Au Sénégal et en Afrique si la célébration de la naissance du Prophète Mouhammed (Psl) ou Gamou est devenue une institution au point qu’elle soit fêtée dans toutes les familles religieuses, c’est grâce à Seydi El Hadj Malick Sy. En ce jour , date d’anniversaire de sa disparition (27 juin 1922 – 27 juin 2016 ) , souvenons-nous de l’homme qui a fait de Tivaouane l’épicentre de la Tidjaniyya en Afrique et dans le monde entier.
On était au beau milieu du XIXe siècle, les premiers coups de boutoir des troupes coloniales commençaient à faire chanceler les royaumes de la Sénégambie. Dans toutes les couches de la société, le désarroi et le doute s’emparaient déjà de tous. C’est dans ce contexte de crise que naquit vers 1855 à Gaya, dans le Walo, Seydi Hadji Malick SY, de Thierno Ousmane et de Fawade Wéllé.
SON ENFANCE
Sa lignée paternelle est originaire du Boundou, c’est de là – bas qu’elle essaima vers Souima (dans la commune de Podor actuelle) et le Djoloff. Son père fit une partie de ses études en Mauritanie, mais s’arrêta également à Gaya pour étudier un ouvrage auprès d’un érudit du nom de Malick Sow. Il y connut une veuve, Fatimata Wade dite Fawade Wéllé et la prit comme épouse. Elle se signalait par Sa Sainteté et sa sollicitude envers les Talibés (élèves des écoles coraniques) de la contrée. Pour eux, elle était une véritable Ndeyi daara (parent d’élève). Thierno Ousmane Sy devait mourir avant la naissance de Malick Sy, durant un séjour au Djoloff. Il put laisser cependant en héritage une bibliothèque et comme testament des instructions concernant l’éducation de l’enfant à naître. Il demanda également que le nom de son marabout à Gaya, Thierno Malick Sow fut donné à l’enfant qui naîtrait s’il était garçon. Sa mère et son oncle Alpha Mayoro Wéllé ne ménagèrent aucun effort pour l’éducation du jeune Malick.
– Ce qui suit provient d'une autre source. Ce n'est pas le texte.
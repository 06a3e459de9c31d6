//! Runtime options for a control channel.

use serde::{Deserialize, Serialize};

use crate::error::FilterError;

/// Default cap on one `AppendBlacklist` payload (16384 addresses).
pub const DEFAULT_MAX_APPEND_BYTES: usize = 64 * 1024;

/// Upper bound on `max_append_bytes`; keeps an append's address count
/// representable in the C ABI's `i32` return.
pub const MAX_APPEND_BYTES_LIMIT: usize = i32::MAX as usize;

/// Default length of the packet-path alert queue.
pub const DEFAULT_ALERT_QUEUE_CAPACITY: usize = 1024;

/// JSON shape: `{"max_append_bytes":65536,"alert_queue_capacity":1024}`
#[derive(Debug, Clone, PartialEq, Eq, Serialize, Deserialize)]
#[serde(default)]
pub struct ChannelOptions {
    pub max_append_bytes: usize,
    pub alert_queue_capacity: usize,
}

impl Default for ChannelOptions {
    fn default() -> Self {
        Self {
            max_append_bytes: DEFAULT_MAX_APPEND_BYTES,
            alert_queue_capacity: DEFAULT_ALERT_QUEUE_CAPACITY,
        }
    }
}

impl ChannelOptions {
    /// Parse options from JSON. `None` or an empty string means defaults.
    pub fn from_json(raw: Option<&str>) -> Result<Self, FilterError> {
        let options = match raw.map(str::trim) {
            None | Some("") => Self::default(),
            Some(s) => serde_json::from_str(s)
                .map_err(|e| FilterError::BadParameters(format!("Invalid options json: {}", e)))?,
        };
        options.validate()?;
        Ok(options)
    }

    pub fn validate(&self) -> Result<(), FilterError> {
        if self.max_append_bytes == 0 {
            return Err(FilterError::BadParameters("max_append_bytes must be non-zero".into()));
        }
        if self.max_append_bytes > MAX_APPEND_BYTES_LIMIT {
            return Err(FilterError::BadParameters(format!(
                "max_append_bytes must not exceed {}",
                MAX_APPEND_BYTES_LIMIT
            )));
        }
        if self.max_append_bytes % crate::policy::wire::IPV4_ADDRESS_SIZE != 0 {
            return Err(FilterError::BadParameters(
                "max_append_bytes must be a multiple of the address size".into(),
            ));
        }
        if self.alert_queue_capacity == 0 {
            return Err(FilterError::BadParameters(
                "alert_queue_capacity must be non-zero".into(),
            ));
        }
        Ok(())
    }
}

#[cfg(test)]
mod tests {
    use super::*;

    #[test]
    fn test_defaults_when_json_is_absent() {
        assert_eq!(ChannelOptions::from_json(None).unwrap(), ChannelOptions::default());
        assert_eq!(
            ChannelOptions::from_json(Some("  ")).unwrap(),
            ChannelOptions::default()
        );
    }

    #[test]
    fn test_defaults_when_optional_fields_are_omitted() {
        let parsed = ChannelOptions::from_json(Some(r#"{"alert_queue_capacity":8}"#)).unwrap();

        assert_eq!(parsed.alert_queue_capacity, 8);
        assert_eq!(parsed.max_append_bytes, DEFAULT_MAX_APPEND_BYTES);
    }

    #[test]
    fn test_rejects_invalid_values() {
        assert!(ChannelOptions::from_json(Some(r#"{"max_append_bytes":0}"#)).is_err());
        assert!(ChannelOptions::from_json(Some(r#"{"max_append_bytes":6}"#)).is_err());
        assert!(ChannelOptions::from_json(Some(r#"{"alert_queue_capacity":0}"#)).is_err());
        assert!(matches!(
            ChannelOptions::from_json(Some(r#"{"max_append_bytes":8589934592}"#)),
            Err(FilterError::BadParameters(_))
        ));
        assert!(matches!(
            ChannelOptions::from_json(Some("{not json")),
            Err(FilterError::BadParameters(_))
        ));
    }

    #[test]
    fn test_largest_accepted_append_fits_c_status() {
        let largest = MAX_APPEND_BYTES_LIMIT - MAX_APPEND_BYTES_LIMIT % 4;
        let options = ChannelOptions {
            max_append_bytes: largest,
            ..Default::default()
        };

        assert!(options.validate().is_ok());
        assert!(i32::try_from(largest / 4).is_ok());
        assert!(ChannelOptions {
            max_append_bytes: largest + 4,
            ..Default::default()
        }
        .validate()
        .is_err());
    }
}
El Hadji Malick écrit lui-même dans son ouvrage Ifhâm al munkir al – jâni : « je fus recommandé à ses détenteurs -des sciences islamiques- les plus éminents et les plus compétents par mon oncle maternel… »
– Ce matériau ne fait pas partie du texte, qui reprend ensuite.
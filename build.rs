use std::env;
use std::path::PathBuf;

fn main() {
    let crate_dir = env::var("CARGO_MANIFEST_DIR").unwrap();
    let out_dir = PathBuf::from(&crate_dir).join("include");

    std::fs::create_dir_all(&out_dir).ok();

    println!("cargo:rerun-if-changed=src/lib.rs");
    println!("cargo:rerun-if-changed=cbindgen.toml");

    // Header for hosts driving the control channel over the C ABI
    let config = cbindgen::Config::from_file("cbindgen.toml").unwrap_or_default();

    cbindgen::Builder::new()
        .with_crate(&crate_dir)
        .with_config(config)
        .generate()
        .expect("Unable to generate C bindings")
        .write_to_file(out_dir.join("atf_filter.h"));
}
C’est ainsi qu’après avoir appris le coran qu’il mémorisa tôt, il sillonna le pays de long en large, d’Est en Ouest. Une quête obstinée qui dura vingt – cinq longues années lui permit d’asseoir de solides connaissances dans tous les domaines des sciences religieuses et même profanes (mathématiques, astronomies, prosodie et poésie).
SA FORMATION
Les principaux foyers de la culture islamique d’alors l’accueillirent. C’est à Gaya qu’il s’initia à la théologie et à l’exégèse puis à Ndombo pour le fiqh. À Bokhol, il commença son droit qu’il alla terminer à Keur Kodé Alassane et à Taiba Sèye. Ainsi se termina le premier cycle de ses études ; c’est alors que l’accueillit Saint – Louis pour l’étude de la littérature et de la grammaire. Ensuite il fit cap sur le Ndiambour, à Ndiabali chez Mor Barama Diakhaté où il étudia le Tome 1 du Khalil et Ibn Ishaq. Puis à Thilla Dramane pour le Tome 2 du Khalil et l’ Alfiyya à Ngade Demba.
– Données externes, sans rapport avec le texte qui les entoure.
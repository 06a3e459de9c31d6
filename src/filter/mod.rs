//! Packet interception: supported layers, callout registration, and the
//! per-packet classify engine.

pub mod callout;
pub mod classify;
pub mod host;
pub mod layers;

#[cfg(test)]
pub(crate) mod mock;

pub use callout::{CalloutEntry, CalloutIds, CalloutPlatform, CalloutRegistry};
pub use classify::{
    AlertEvent, ClassifyEngine, FieldValue, IncomingValues, PacketFields, StatsSnapshot,
};
pub use host::HostPlatform;
pub use layers::{CalloutDescriptor, LayerKind, LayerSet, LAYER_COUNT};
Keur Kodé Alassane l’accueillit de nouveau pour la Risala, Thilogne ensuite pour l’Ihmirar et enfin la Mauritanie, chez Mouhammed Ali al Yaqubi pour le mysticisme. Il y reçut des capacitations dans ce domaine comme dans celui des sciences exotériques : les hadiths, le tajwid (orthoépie). La liste de ses ijâza peut être consultée dans l’introduction de son ouvrage ifhâm al munkir al jâni. Elle est simplement impressionnante au point qu’il est permis de dire que la silsila de Maodo est incomparable. Ses études qui ont duré vingt cinq ans étaient parfois entre coupées de séjours au Walo.
PELERINAGE A LA MECQUE, VOYAGE EN ARABIE ET EN EUROPE
S’adonnant en même temps à l’agriculture, les produits de son champ de Ngambou Thillé qui lui permirent de faire le pèlerinage aux lieux Saints de l’Islam. C’est alors qu’il se trouvait à la Mecque que naquit sa fille Fatoumata, de Mame Safi NIANG qu’il avait épousée un an plus tôt. C’était le vendredi 17 Août 1888, jour d’Arafat, El Hadji Malick avait 35 ans. Après La Mecque, il fit un périple dans d’autres cités du Moyen Orient comme Alexandrie, Jérusalem, Les republiques d`Asie Centrale ( Boukhara, Samarkand ).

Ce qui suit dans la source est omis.